▶ **TASK GOAL**:
Select all lines in the records that include "user".

▶ **SOURCE RECORDS**:
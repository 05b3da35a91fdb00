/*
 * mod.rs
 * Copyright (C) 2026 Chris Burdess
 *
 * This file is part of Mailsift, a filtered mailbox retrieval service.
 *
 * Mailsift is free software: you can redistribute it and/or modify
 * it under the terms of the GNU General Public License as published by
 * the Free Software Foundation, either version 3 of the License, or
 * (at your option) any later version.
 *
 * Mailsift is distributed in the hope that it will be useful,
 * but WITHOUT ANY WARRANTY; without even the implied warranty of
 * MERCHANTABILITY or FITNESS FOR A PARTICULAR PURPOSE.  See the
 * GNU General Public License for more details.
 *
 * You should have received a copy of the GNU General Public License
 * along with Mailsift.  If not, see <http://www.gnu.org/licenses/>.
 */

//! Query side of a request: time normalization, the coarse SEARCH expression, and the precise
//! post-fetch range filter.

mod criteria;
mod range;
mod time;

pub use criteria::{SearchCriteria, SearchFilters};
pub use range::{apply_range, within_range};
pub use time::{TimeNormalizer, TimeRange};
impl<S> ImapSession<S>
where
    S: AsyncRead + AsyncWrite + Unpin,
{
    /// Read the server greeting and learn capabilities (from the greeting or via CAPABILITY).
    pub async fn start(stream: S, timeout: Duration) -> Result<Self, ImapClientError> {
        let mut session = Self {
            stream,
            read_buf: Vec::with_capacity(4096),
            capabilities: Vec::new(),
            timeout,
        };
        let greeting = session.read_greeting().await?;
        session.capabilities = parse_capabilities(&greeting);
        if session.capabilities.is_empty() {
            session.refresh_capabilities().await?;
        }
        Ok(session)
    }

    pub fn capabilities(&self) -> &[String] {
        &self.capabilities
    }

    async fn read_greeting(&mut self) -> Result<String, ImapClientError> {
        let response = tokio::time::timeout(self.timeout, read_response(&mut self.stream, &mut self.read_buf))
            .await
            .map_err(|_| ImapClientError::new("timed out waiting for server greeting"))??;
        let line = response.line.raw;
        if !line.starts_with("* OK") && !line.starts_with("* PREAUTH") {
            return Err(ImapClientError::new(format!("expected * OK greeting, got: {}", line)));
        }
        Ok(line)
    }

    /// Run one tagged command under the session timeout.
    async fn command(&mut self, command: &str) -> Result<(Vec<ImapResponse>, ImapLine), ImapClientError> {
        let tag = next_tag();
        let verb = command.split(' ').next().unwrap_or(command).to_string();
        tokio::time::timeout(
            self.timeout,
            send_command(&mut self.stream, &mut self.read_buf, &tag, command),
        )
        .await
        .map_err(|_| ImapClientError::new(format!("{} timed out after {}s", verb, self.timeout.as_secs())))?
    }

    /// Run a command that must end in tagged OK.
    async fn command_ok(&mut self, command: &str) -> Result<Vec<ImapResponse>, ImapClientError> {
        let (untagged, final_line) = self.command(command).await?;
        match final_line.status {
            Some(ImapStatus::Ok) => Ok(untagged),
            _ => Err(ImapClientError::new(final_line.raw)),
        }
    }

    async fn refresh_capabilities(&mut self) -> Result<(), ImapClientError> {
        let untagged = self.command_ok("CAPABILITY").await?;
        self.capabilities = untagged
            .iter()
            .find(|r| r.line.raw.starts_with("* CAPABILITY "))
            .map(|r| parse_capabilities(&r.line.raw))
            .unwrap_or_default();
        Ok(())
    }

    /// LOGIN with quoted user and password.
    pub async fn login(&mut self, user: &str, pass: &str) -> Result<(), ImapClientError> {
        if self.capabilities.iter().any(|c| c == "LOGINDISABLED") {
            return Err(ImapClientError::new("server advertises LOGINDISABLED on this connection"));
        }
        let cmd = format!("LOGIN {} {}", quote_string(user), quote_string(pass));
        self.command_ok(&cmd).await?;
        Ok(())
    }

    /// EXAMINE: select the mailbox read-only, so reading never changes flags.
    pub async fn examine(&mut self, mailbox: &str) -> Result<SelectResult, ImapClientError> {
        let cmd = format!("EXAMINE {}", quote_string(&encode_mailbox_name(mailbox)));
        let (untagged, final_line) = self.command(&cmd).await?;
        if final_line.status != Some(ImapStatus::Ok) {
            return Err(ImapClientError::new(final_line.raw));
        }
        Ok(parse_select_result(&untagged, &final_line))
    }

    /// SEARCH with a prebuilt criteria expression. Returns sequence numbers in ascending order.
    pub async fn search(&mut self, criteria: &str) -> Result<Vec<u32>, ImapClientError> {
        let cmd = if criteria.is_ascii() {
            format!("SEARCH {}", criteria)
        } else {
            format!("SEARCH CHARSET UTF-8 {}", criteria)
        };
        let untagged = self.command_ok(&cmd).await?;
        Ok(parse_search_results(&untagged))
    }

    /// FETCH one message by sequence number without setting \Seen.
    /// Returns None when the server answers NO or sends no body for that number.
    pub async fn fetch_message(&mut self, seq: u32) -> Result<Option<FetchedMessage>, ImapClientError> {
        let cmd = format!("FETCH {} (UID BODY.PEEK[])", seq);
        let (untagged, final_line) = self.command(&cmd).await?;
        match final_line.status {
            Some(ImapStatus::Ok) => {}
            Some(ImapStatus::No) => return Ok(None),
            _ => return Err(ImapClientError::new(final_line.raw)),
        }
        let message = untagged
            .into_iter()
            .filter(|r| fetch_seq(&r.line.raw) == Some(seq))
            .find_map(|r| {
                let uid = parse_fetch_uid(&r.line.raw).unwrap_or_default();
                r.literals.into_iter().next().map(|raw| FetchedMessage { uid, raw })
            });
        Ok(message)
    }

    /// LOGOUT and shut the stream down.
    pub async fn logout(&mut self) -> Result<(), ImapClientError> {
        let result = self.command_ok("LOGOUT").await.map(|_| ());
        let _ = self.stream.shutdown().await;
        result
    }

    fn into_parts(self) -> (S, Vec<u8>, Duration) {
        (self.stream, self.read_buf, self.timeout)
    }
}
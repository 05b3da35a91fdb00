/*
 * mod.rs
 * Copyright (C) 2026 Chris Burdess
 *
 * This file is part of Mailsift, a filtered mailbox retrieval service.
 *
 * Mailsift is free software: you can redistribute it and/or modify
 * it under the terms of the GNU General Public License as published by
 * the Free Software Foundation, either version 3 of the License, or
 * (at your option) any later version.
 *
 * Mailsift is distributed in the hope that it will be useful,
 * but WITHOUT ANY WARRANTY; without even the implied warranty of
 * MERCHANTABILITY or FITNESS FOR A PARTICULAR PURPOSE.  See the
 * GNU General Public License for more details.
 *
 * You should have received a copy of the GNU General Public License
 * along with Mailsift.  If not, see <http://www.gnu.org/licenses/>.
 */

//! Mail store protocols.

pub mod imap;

▶ **RESPONSE FOR THIS EXERCISE**:
    /// LOGIN with quoted user and password.
    pub async fn login(&mut self, user: &str, pass: &str) -> Result<(), ImapClientError> {
        let cmd = format!("LOGIN {} {}", quote_string(user), quote_string(pass));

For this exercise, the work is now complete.